### Extracted data
# # #

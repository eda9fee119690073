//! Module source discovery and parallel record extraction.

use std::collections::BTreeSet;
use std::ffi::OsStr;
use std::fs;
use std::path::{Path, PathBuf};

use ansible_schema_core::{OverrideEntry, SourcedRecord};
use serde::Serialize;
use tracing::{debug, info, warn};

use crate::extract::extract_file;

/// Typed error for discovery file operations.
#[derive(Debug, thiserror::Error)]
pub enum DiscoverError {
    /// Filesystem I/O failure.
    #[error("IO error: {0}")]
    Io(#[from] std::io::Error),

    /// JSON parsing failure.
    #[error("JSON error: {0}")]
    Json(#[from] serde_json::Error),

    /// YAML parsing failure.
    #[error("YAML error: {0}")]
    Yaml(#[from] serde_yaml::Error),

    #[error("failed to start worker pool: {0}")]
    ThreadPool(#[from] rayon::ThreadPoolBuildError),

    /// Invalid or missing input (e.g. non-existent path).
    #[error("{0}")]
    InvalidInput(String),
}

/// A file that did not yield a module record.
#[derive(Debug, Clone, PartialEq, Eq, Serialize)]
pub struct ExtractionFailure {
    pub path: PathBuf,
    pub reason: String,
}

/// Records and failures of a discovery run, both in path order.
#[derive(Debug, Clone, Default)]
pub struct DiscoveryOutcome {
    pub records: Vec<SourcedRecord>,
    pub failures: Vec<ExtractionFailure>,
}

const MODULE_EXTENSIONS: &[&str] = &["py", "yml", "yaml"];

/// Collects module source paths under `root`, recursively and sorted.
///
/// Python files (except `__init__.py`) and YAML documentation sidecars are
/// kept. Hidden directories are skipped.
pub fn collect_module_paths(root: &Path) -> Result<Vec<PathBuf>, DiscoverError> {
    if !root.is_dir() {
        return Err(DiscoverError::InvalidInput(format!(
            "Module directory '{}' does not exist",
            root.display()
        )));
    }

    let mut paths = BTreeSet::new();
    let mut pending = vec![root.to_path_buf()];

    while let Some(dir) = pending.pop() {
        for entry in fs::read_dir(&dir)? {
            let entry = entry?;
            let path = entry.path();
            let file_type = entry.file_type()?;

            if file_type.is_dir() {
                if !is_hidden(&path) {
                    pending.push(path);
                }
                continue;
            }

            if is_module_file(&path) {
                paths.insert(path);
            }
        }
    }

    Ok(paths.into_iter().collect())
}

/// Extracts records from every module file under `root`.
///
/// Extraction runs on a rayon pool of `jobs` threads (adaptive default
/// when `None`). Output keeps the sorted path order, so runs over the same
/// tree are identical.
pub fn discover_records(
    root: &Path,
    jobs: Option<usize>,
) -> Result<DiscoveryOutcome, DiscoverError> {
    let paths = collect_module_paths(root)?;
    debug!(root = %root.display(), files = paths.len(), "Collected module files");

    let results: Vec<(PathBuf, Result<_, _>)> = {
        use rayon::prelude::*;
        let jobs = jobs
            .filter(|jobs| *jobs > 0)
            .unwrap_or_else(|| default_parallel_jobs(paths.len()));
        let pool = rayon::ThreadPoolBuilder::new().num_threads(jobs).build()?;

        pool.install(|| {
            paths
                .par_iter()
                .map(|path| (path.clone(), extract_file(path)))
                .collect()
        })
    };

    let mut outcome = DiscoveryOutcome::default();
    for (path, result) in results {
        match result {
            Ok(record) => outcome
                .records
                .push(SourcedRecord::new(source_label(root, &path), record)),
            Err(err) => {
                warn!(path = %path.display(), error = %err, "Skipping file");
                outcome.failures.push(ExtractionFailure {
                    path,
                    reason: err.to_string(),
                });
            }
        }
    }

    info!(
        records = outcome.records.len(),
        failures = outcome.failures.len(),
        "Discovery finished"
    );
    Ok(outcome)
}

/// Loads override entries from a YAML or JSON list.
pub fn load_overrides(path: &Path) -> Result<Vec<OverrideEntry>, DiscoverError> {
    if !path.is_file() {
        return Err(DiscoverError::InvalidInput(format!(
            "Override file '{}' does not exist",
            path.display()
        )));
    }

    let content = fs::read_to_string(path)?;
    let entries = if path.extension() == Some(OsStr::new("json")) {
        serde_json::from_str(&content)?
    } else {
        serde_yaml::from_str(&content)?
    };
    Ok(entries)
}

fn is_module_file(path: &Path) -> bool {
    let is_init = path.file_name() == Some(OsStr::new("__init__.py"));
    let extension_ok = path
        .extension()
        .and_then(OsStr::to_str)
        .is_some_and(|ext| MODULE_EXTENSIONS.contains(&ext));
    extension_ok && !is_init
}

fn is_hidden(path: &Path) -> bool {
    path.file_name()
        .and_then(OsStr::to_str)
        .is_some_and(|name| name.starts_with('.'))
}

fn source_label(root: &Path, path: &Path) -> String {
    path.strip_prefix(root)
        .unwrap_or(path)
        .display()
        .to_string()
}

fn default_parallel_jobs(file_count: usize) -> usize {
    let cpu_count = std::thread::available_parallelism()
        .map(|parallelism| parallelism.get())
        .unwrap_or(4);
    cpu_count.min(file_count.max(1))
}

# # #

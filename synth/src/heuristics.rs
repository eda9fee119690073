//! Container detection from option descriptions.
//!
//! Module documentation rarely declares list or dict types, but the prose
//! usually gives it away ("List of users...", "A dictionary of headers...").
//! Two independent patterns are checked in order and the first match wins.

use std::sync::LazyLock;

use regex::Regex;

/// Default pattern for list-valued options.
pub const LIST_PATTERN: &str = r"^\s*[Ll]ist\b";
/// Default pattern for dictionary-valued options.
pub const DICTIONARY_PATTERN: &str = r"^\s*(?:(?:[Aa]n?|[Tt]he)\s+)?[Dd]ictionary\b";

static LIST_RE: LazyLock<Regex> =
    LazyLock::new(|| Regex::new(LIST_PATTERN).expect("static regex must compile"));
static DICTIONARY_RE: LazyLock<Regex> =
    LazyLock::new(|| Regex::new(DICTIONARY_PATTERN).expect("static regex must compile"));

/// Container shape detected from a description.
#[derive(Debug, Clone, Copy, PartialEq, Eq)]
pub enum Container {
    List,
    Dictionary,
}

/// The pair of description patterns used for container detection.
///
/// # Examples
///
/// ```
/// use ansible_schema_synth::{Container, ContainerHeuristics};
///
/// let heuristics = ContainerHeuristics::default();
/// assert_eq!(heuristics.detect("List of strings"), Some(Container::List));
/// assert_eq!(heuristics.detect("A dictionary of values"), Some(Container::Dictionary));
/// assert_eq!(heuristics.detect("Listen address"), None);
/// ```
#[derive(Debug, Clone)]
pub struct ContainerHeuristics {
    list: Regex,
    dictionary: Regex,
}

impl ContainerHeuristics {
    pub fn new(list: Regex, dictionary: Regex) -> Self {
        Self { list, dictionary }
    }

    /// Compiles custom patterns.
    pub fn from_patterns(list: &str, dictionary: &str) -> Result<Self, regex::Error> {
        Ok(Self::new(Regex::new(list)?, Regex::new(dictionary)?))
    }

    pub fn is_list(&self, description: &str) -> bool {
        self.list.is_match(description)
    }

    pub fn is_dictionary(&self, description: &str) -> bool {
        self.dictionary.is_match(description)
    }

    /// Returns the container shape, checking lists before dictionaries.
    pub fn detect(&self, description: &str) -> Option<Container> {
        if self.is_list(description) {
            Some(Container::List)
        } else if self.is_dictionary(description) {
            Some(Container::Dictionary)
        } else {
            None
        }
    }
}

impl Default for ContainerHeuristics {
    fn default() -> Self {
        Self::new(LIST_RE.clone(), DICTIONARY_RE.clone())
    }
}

# # #

### Exercise aim
Quote the listing above, but only from the line that shows "(e.g. non-existent path)." through the line that shows "let mut pending".

### Finished task
    /// Invalid or missing input (e.g. non-existent path).
    #[error("{0}")]
    InvalidInput(String),
}

/// A file that did not yield a module record.
#[derive(Debug, Clone, PartialEq, Eq, Serialize)]
pub struct ExtractionFailure {
    pub path: PathBuf,
    pub reason: String,
}

/// Records and failures of a discovery run, both in path order.
#[derive(Debug, Clone, Default)]
pub struct DiscoveryOutcome {
    pub records: Vec<SourcedRecord>,
    pub failures: Vec<ExtractionFailure>,
}

const MODULE_EXTENSIONS: &[&str] = &["py", "yml", "yaml"];

/// Collects module source paths under `root`, recursively and sorted.
///
/// Python files (except `__init__.py`) and YAML documentation sidecars are
/// kept. Hidden directories are skipped.
pub fn collect_module_paths(root: &Path) -> Result<Vec<PathBuf>, DiscoverError> {
    if !root.is_dir() {
        return Err(DiscoverError::InvalidInput(format!(
            "Module directory '{}' does not exist",
            root.display()
        )));
    }

    let mut paths = BTreeSet::new();
    let mut pending = vec![root.to_path_buf()];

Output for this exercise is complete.